(Data for the task Opens)
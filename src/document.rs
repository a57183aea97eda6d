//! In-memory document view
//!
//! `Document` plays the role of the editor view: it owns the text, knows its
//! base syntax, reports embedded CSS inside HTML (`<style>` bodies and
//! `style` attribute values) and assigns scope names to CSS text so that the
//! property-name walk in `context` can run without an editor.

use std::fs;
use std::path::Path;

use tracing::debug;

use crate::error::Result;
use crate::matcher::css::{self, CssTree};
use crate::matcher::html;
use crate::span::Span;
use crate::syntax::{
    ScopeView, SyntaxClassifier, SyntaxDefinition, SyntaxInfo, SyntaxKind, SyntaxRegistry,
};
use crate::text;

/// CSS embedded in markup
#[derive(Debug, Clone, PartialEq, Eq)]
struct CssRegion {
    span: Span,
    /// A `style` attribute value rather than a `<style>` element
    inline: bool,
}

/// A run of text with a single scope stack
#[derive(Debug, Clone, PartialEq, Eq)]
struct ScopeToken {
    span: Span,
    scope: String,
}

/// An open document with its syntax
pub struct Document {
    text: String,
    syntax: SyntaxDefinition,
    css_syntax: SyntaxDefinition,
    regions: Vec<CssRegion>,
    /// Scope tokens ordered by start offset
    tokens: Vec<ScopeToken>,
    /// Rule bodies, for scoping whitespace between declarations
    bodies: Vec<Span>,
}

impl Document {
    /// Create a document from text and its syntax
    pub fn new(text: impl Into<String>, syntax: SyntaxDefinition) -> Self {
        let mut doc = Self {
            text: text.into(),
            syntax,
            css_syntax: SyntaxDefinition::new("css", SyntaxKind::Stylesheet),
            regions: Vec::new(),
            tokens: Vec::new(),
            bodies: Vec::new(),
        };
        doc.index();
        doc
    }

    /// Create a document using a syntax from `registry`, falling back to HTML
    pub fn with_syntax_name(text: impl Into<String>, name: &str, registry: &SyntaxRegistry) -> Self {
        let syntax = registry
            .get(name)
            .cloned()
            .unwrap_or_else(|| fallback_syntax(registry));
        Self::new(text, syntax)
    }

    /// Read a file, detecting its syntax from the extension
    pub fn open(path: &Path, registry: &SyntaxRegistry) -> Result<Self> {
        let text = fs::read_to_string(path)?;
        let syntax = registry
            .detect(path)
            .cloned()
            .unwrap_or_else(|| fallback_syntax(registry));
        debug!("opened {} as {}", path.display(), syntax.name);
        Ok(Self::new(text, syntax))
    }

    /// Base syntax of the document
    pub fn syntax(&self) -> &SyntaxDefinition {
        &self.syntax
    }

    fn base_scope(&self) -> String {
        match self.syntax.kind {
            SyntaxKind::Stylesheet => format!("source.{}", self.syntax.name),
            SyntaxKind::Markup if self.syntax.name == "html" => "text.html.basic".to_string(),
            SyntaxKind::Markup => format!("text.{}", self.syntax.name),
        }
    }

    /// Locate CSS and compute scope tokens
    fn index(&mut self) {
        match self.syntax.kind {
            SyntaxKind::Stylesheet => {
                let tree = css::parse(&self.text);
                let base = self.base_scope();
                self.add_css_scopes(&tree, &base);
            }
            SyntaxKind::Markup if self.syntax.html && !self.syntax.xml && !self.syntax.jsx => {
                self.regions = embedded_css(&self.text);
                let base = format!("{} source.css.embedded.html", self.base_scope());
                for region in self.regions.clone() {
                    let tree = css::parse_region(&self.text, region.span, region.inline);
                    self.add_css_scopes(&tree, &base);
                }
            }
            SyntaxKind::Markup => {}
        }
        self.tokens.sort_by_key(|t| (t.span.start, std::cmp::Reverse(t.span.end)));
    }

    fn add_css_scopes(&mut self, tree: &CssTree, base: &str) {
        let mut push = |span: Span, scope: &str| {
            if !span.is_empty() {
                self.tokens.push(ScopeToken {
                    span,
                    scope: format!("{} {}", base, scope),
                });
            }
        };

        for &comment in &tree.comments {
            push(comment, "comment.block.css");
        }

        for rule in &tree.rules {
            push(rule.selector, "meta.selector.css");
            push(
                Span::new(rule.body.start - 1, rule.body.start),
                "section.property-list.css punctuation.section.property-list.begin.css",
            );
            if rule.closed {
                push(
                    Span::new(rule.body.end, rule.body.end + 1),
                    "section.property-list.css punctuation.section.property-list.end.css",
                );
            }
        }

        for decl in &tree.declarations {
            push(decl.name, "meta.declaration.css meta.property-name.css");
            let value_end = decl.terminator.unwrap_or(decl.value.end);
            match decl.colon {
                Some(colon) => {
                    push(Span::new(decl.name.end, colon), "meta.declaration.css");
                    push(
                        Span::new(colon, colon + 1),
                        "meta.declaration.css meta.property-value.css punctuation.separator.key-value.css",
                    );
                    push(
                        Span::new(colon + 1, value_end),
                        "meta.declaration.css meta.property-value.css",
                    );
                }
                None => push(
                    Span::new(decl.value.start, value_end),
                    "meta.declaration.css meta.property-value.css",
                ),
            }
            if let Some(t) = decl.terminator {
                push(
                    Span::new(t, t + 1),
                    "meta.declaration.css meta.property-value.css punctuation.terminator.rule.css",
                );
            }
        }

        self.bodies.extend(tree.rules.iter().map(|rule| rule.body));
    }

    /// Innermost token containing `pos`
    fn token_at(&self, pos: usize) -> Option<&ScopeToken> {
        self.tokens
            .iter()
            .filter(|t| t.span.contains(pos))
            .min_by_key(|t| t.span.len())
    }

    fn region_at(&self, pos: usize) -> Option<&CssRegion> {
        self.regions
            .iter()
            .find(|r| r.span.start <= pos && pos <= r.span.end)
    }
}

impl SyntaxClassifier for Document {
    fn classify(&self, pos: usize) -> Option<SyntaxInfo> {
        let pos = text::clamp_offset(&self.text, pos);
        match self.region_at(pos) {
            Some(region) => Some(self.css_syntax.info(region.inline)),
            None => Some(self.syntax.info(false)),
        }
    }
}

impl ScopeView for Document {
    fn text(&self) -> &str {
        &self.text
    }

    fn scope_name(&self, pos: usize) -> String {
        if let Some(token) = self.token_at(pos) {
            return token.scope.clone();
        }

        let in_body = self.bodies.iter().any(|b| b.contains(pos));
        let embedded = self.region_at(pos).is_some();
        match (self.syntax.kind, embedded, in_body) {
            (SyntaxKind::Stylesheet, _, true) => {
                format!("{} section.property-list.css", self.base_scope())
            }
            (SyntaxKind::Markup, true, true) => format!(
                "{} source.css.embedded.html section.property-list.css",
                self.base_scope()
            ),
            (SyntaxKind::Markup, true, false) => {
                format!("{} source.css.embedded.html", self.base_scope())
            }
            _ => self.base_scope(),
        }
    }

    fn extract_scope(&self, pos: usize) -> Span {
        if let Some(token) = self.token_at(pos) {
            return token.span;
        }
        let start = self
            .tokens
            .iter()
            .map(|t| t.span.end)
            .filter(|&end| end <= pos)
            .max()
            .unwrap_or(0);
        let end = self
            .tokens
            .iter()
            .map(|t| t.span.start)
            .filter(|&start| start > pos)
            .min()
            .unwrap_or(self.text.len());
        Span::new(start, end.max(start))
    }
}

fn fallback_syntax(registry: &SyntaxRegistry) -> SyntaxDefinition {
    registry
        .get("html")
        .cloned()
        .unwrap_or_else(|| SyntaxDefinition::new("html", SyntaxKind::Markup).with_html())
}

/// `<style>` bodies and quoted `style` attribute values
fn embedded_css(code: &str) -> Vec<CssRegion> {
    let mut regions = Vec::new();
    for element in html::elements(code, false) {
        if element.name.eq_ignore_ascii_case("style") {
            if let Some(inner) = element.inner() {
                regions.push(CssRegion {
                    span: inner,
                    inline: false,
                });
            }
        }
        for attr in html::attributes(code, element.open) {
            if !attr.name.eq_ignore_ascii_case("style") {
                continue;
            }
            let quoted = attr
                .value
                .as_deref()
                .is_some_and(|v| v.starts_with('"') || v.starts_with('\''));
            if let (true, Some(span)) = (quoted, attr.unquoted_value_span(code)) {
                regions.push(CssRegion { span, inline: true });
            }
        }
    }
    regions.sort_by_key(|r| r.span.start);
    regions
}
(Data for the task Closes)
(Data for the task Opens)
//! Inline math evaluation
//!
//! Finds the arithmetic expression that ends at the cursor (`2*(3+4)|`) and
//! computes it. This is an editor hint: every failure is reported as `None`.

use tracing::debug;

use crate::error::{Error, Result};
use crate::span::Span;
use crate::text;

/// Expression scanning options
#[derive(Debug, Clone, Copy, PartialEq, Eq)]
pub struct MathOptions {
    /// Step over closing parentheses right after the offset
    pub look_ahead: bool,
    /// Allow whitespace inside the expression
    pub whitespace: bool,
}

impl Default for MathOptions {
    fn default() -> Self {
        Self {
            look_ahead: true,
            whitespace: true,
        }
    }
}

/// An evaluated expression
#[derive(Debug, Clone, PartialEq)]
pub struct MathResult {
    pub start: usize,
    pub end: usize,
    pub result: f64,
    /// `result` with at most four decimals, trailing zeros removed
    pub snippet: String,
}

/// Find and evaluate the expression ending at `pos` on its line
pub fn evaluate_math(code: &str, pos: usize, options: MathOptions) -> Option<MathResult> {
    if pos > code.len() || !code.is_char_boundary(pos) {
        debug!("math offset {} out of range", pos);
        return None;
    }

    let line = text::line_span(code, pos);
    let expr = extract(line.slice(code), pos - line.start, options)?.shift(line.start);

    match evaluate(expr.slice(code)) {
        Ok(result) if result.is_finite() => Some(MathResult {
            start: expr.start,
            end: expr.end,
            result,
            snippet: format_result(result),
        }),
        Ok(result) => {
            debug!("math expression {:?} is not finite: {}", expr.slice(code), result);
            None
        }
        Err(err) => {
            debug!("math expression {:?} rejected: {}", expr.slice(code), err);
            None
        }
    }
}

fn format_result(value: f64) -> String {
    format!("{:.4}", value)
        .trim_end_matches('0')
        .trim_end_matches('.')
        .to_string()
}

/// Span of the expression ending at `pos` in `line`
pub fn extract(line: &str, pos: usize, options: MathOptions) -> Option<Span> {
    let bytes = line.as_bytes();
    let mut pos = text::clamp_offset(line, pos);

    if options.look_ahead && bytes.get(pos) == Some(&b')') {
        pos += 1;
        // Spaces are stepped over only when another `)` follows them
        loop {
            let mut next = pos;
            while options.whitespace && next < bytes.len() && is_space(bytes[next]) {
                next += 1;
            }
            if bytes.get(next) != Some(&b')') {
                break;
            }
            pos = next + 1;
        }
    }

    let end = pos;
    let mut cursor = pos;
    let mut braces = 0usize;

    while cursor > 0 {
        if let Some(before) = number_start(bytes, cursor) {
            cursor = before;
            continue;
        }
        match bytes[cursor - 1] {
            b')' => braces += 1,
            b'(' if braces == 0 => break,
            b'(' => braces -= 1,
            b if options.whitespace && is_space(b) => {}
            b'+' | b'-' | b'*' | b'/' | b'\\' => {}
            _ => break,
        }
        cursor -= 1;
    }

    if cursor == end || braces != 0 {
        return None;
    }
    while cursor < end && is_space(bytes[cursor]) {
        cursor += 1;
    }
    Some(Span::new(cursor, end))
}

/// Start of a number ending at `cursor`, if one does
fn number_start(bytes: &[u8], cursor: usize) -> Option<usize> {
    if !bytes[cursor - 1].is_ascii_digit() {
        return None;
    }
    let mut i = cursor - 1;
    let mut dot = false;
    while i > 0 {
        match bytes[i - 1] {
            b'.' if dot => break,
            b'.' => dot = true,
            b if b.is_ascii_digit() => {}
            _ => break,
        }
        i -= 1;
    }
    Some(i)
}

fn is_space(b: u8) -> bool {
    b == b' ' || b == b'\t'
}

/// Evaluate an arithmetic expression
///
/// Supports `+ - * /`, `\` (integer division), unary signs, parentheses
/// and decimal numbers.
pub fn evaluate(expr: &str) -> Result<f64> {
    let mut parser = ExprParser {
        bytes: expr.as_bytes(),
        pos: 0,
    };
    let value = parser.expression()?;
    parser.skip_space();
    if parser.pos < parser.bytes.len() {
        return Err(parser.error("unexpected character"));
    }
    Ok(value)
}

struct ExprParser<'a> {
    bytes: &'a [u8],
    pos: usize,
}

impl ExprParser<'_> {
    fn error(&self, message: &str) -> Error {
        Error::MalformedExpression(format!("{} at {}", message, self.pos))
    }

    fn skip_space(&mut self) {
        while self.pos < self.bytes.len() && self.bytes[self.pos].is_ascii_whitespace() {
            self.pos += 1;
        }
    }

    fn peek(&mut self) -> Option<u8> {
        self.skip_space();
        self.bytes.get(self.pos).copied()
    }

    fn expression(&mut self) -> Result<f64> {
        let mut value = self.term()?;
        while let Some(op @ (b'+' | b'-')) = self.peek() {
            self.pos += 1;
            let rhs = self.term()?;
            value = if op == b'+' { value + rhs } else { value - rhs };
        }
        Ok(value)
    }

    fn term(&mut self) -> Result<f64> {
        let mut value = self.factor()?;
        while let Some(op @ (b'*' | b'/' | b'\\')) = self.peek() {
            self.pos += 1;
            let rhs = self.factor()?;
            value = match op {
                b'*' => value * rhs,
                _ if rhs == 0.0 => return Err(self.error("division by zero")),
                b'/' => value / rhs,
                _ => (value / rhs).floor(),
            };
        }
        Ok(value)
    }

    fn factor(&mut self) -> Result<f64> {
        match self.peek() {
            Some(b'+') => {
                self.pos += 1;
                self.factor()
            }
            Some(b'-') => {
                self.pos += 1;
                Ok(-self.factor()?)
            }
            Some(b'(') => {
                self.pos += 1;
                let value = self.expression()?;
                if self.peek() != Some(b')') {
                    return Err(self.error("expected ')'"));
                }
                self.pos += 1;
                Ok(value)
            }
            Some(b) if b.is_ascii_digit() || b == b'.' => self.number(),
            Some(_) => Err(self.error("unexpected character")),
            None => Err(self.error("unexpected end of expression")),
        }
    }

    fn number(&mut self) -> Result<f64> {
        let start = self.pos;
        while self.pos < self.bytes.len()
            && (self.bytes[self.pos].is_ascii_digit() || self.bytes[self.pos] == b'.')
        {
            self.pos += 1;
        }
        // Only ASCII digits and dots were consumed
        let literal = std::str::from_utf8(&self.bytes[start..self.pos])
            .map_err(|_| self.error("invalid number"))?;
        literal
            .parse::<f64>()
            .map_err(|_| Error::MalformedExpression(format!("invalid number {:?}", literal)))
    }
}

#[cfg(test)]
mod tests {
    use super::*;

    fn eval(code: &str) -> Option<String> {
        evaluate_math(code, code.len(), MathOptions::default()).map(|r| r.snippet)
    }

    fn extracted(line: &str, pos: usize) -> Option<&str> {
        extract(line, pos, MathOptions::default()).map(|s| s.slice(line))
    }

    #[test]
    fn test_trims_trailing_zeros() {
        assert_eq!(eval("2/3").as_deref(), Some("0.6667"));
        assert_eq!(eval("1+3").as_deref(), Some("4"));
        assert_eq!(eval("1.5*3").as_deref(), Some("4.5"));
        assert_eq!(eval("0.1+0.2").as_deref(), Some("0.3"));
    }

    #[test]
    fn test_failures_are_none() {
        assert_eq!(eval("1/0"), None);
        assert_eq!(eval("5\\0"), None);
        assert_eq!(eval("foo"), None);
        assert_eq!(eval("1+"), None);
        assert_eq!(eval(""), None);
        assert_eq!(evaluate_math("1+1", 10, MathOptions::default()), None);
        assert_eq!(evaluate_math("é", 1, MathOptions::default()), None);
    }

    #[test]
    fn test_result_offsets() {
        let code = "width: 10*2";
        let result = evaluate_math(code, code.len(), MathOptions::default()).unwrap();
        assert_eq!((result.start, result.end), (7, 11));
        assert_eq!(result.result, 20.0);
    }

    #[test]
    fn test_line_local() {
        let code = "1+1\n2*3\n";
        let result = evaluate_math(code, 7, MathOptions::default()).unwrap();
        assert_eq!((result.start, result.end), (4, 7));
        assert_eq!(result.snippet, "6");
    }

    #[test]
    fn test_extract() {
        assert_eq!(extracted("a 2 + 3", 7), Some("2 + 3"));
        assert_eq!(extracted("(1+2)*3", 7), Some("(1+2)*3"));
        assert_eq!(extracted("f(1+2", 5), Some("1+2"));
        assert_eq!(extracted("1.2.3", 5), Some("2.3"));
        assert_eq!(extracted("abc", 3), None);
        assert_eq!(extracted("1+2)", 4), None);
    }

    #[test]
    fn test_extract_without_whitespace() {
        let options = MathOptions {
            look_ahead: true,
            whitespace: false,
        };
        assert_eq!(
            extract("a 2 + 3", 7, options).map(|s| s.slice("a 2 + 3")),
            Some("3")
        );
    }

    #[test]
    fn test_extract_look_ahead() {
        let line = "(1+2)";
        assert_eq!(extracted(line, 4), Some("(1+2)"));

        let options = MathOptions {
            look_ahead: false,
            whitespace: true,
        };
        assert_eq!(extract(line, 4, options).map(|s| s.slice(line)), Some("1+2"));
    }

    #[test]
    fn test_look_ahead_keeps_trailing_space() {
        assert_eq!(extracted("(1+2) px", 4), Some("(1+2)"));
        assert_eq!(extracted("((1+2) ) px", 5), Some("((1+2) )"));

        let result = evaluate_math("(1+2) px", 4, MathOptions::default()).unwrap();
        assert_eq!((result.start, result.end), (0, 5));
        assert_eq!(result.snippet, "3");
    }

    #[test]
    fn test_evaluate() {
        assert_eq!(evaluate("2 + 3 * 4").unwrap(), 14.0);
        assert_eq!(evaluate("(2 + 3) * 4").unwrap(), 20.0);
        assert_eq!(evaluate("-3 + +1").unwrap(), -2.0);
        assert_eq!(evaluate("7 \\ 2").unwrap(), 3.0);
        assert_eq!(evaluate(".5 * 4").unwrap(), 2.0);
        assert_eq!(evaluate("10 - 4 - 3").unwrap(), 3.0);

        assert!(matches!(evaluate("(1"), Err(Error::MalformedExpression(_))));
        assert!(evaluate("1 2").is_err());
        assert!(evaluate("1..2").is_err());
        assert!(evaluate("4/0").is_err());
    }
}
(Data for the task Closes)
Required action => Using the records above, find and show each line with the string "CssRegion".

Completed task =>
struct CssRegion {
    regions: Vec<CssRegion>,
    fn region_at(&self, pos: usize) -> Option<&CssRegion> {
fn embedded_css(code: &str) -> Vec<CssRegion> {
                regions.push(CssRegion {
                regions.push(CssRegion { span, inline: true });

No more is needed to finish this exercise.